//! Device message handling: validate a message published by a device and
//! turn storable ones into readings.

use crate::errors::{Error, Result};
use crate::literal::{self, Literal};
use crate::model::{format_timestamp, DeviceReading, IncomingReading};
use chrono::{DateTime, Utc};
use serde_json::{Map, Value};
use tracing::{debug, warn};

pub const TOPIC_PREFIX: &str = "telemetry/";

const MESSAGE_TYPE_KEY: &str = "messageType";
const VAR_KEY: &str = "var";
const VALUES_KEY: &str = "values";
const VAR_NAME_KEY: &str = "varName";
const IMAGE_TYPE_KEY: &str = "imageType";
const FILE_NAME_KEY: &str = "fileName";
const RECIPE_ACTION_KEY: &str = "action";
const RECIPE_NAME_KEY: &str = "name";

#[derive(Debug, Clone, Copy, PartialEq, Eq)]
pub enum MessageType {
    EnvVar,
    CommandReply,
    /// Chunked images from old clients; accepted but not stored.
    Image,
    ImageUpload,
    RecipeEvent,
}

impl MessageType {
    pub fn parse(s: &str) -> Option<Self> {
        match s {
            "EnvVar" => Some(Self::EnvVar),
            "CommandReply" => Some(Self::CommandReply),
            "Image" => Some(Self::Image),
            "ImageUpload" => Some(Self::ImageUpload),
            "RecipeEvent" => Some(Self::RecipeEvent),
            _ => None,
        }
    }

    fn required_keys(self) -> &'static [&'static str] {
        match self {
            Self::EnvVar | Self::CommandReply => &[VAR_KEY, VALUES_KEY],
            Self::Image | Self::ImageUpload => &[VAR_NAME_KEY, IMAGE_TYPE_KEY, FILE_NAME_KEY],
            Self::RecipeEvent => &[RECIPE_ACTION_KEY, RECIPE_NAME_KEY],
        }
    }

    fn is_storable(self) -> bool {
        matches!(self, Self::EnvVar | Self::CommandReply)
    }
}

/// Device ID from a `telemetry/<device_id>` topic.
pub fn device_id_from_topic(topic: &str) -> Option<&str> {
    topic
        .strip_prefix(TOPIC_PREFIX)
        .filter(|id| !id.is_empty() && !id.contains('/'))
}

/// Check a message has a known type and at least one of the keys its type needs.
pub fn validate_message(message: &Map<String, Value>) -> Result<MessageType> {
    let raw = message
        .get(MESSAGE_TYPE_KEY)
        .ok_or_else(|| Error::Message(format!("missing key {}", MESSAGE_TYPE_KEY)))?;
    let message_type = raw
        .as_str()
        .and_then(MessageType::parse)
        .ok_or_else(|| {
            Error::Message(format!("invalid value {} for key {}", raw, MESSAGE_TYPE_KEY))
        })?;

    let required = message_type.required_keys();
    if !required.iter().any(|key| message.contains_key(*key)) {
        return Err(Error::Message(format!(
            "{:?} message needs one of {:?}",
            message_type, required
        )));
    }

    Ok(message_type)
}

/// Parse a raw payload from `device_id`. Returns `Ok(None)` for valid
/// messages that carry nothing to store.
pub fn parse_message(
    device_id: &str,
    payload: &[u8],
    received_at: DateTime<Utc>,
) -> Result<Option<IncomingReading>> {
    let message: Map<String, Value> = serde_json::from_slice(payload)?;
    let message_type = validate_message(&message)?;

    if !message_type.is_storable() {
        debug!("Ignoring {:?} message from {}", message_type, device_id);
        return Ok(None);
    }

    let metric = message
        .get(VAR_KEY)
        .and_then(Value::as_str)
        .ok_or_else(|| missing(message_type, VAR_KEY))?;
    let values = message
        .get(VALUES_KEY)
        .ok_or_else(|| missing(message_type, VALUES_KEY))?;

    let (name, value) = match values {
        Value::String(s) => (string_to_name(s)?, string_to_value(s)?),
        other => json_name_value(other)?,
    };

    Ok(Some(IncomingReading {
        device_id: device_id.to_string(),
        metric: metric.to_string(),
        reading: DeviceReading {
            value,
            name,
            timestamp: format_timestamp(received_at),
        },
    }))
}

fn missing(message_type: MessageType, key: &str) -> Error {
    Error::Message(format!("{:?} message missing {}", message_type, key))
}

fn first_entry(lit: &Literal) -> Option<&Literal> {
    lit.get(VALUES_KEY).and_then(Literal::first)
}

/// Sensor name of the first entry in a `values` string.
fn string_to_name(s: &str) -> Result<String> {
    if let Ok(lit) = literal::parse(s) {
        if let Some(Literal::Str(name)) = first_entry(&lit).and_then(|e| e.get("name")) {
            return Ok(name.clone());
        }
    }

    // Probably a string embedded in a string; scan for the name instead.
    const NAME_TAG: &str = "'name':'";
    let start = s
        .find(NAME_TAG)
        .map(|i| i + NAME_TAG.len())
        .ok_or_else(|| Error::Message(format!("no sensor name in {:?}", s)))?;
    let end = s[start..]
        .find('\'')
        .map(|i| start + i)
        .ok_or_else(|| Error::Message(format!("unterminated sensor name in {:?}", s)))?;
    Ok(s[start..end].to_string())
}

/// Value of the first entry in a `values` string, rendered as text.
fn string_to_value(s: &str) -> Result<String> {
    if let Ok(lit) = literal::parse(s) {
        if let Some(value) = first_entry(&lit).and_then(|e| e.get("value")) {
            return Ok(value.render());
        }
    }

    // e.g. {'values':[{'name':'LEDPanel-Top', 'type':'str', 'value':'{'400-449': 0.0}'}]}
    const VALUE_TAG: &str = "'value':'";
    const END_TAG: &str = "}]}";
    let (start, end) = match (s.find(VALUE_TAG), s.find(END_TAG)) {
        (Some(start), Some(end)) => (start + VALUE_TAG.len(), end.saturating_sub(1)),
        _ => return Ok(s.to_string()),
    };
    let Some(embedded) = s.get(start..end) else {
        return Ok(s.to_string());
    };
    let lit = literal::parse(embedded).map_err(|e| {
        warn!("Unparseable embedded value {:?}: {}", embedded, e);
        Error::Message(format!("unparseable embedded value: {}", e))
    })?;
    Ok(lit.render())
}

/// Name and value when a device sends `values` as structured JSON.
fn json_name_value(values: &Value) -> Result<(String, String)> {
    let entry = values
        .get(VALUES_KEY)
        .and_then(|v| v.get(0))
        .ok_or_else(|| Error::Message("values has no entries".to_string()))?;
    let name = entry
        .get("name")
        .and_then(Value::as_str)
        .ok_or_else(|| Error::Message("values entry has no name".to_string()))?;
    let value = match entry.get("value") {
        Some(Value::String(s)) => s.clone(),
        Some(other) => other.to_string(),
        None => String::new(),
    };
    Ok((name.to_string(), value))
}

#[cfg(test)]
mod tests {
    use super::*;
    use chrono::TimeZone;
    use serde_json::json;

    fn now() -> DateTime<Utc> {
        Utc.with_ymd_and_hms(2019, 7, 18, 22, 57, 1).unwrap()
    }

    fn payload(v: Value) -> Vec<u8> {
        serde_json::to_vec(&v).unwrap()
    }

    #[test]
    fn test_device_id_from_topic() {
        assert_eq!(device_id_from_topic("telemetry/debugrobID"), Some("debugrobID"));
        assert_eq!(device_id_from_topic("telemetry/"), None);
        assert_eq!(device_id_from_topic("telemetry/a/b"), None);
        assert_eq!(device_id_from_topic("other/debugrobID"), None);
    }

    #[test]
    fn test_parse_env_var() {
        let msg = json!({
            "messageType": "EnvVar",
            "var": "air_temperature_celsius",
            "values": "{'values':[{'name':'SHT25-Top','type':'float','value':24.0}]}"
        });

        let incoming = parse_message("debugrobID", &payload(msg), now())
            .unwrap()
            .unwrap();
        assert_eq!(incoming.device_id, "debugrobID");
        assert_eq!(incoming.metric, "air_temperature_celsius");
        assert_eq!(
            incoming.reading,
            DeviceReading::new("24.0", "SHT25-Top", "2019-07-18T22:57:01Z")
        );
    }

    #[test]
    fn test_parse_embedded_string_value() {
        let msg = json!({
            "messageType": "EnvVar",
            "var": "light_spectrum_nm_percent",
            "values": concat!(
                "{'values':[{'name':'LEDPanel-Top', 'type':'str', ",
                "'value':'{'400-449': 0.0, '500-549': 83.33}'}]}"
            )
        });

        let incoming = parse_message("dev", &payload(msg), now()).unwrap().unwrap();
        assert_eq!(incoming.reading.name, "LEDPanel-Top");
        assert_eq!(incoming.reading.value, r#"{"400-449": 0.0, "500-549": 83.33}"#);
    }

    #[test]
    fn test_parse_command_reply() {
        let msg = json!({
            "messageType": "CommandReply",
            "var": "status",
            "values": "{'values':[{'name':'status','type':'str','value':'ok'}]}"
        });

        let incoming = parse_message("dev", &payload(msg), now()).unwrap().unwrap();
        assert_eq!(incoming.metric, "status");
        assert_eq!(incoming.reading.value, "ok");
    }

    #[test]
    fn test_parse_structured_values() {
        let msg = json!({
            "messageType": "EnvVar",
            "var": "air_humidity_percent",
            "values": {"values": [{"name": "SHT25-Top", "value": 41.5}]}
        });

        let incoming = parse_message("dev", &payload(msg), now()).unwrap().unwrap();
        assert_eq!(incoming.reading.value, "41.5");
    }

    #[test]
    fn test_recipe_event_is_ignored() {
        let msg = json!({"messageType": "RecipeEvent", "action": "start", "name": "basil"});
        assert!(parse_message("dev", &payload(msg), now()).unwrap().is_none());
    }

    #[test]
    fn test_image_upload_is_ignored() {
        let msg = json!({"messageType": "ImageUpload", "fileName": "x.png"});
        assert!(parse_message("dev", &payload(msg), now()).unwrap().is_none());
    }

    #[test]
    fn test_missing_message_type() {
        let msg = json!({"var": "status"});
        assert!(matches!(
            parse_message("dev", &payload(msg), now()),
            Err(Error::Message(_))
        ));
    }

    #[test]
    fn test_unknown_message_type() {
        let msg = json!({"messageType": "Bogus", "var": "x"});
        assert!(parse_message("dev", &payload(msg), now()).is_err());
    }

    #[test]
    fn test_missing_required_keys() {
        let msg = json!({"messageType": "EnvVar"});
        assert!(matches!(
            validate_message(msg.as_object().unwrap()),
            Err(Error::Message(_))
        ));
    }

    #[test]
    fn test_env_var_needs_var_to_store() {
        let msg = json!({
            "messageType": "EnvVar",
            "values": "{'values':[{'name':'a','value':1}]}"
        });
        assert!(parse_message("dev", &payload(msg), now()).is_err());
    }

    #[test]
    fn test_invalid_json() {
        assert!(matches!(
            parse_message("dev", b"invalid json", now()),
            Err(Error::Json(_))
        ));
    }

    #[test]
    fn test_value_without_tags_is_whole_string() {
        assert_eq!(string_to_value("garbled").unwrap(), "garbled");
    }

    #[test]
    fn test_name_scan_fallback() {
        let s = "{'values':[{'name':'LEDPanel-Top', 'value':'{'a': 1}'}]}";
        assert_eq!(string_to_name(s).unwrap(), "LEDPanel-Top");
        assert!(string_to_name("no name here").is_err());
    }

    #[test]
    fn test_deeply_nested_values_are_rejected() {
        let msg = json!({
            "messageType": "EnvVar",
            "var": "air_temperature_celsius",
            "values": "[".repeat(8000)
        });
        assert!(matches!(
            parse_message("dev", &payload(msg), now()),
            Err(Error::Message(_))
        ));
    }
}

Exercise description: Go line by line through the data above and report each one that holds the string "telemetry".

Solution for this exercise:
pub const TOPIC_PREFIX: &str = "telemetry/";
/// Device ID from a `telemetry/<device_id>` topic.
        assert_eq!(device_id_from_topic("telemetry/debugrobID"), Some("debugrobID"));
        assert_eq!(device_id_from_topic("telemetry/"), None);
        assert_eq!(device_id_from_topic("telemetry/a/b"), None);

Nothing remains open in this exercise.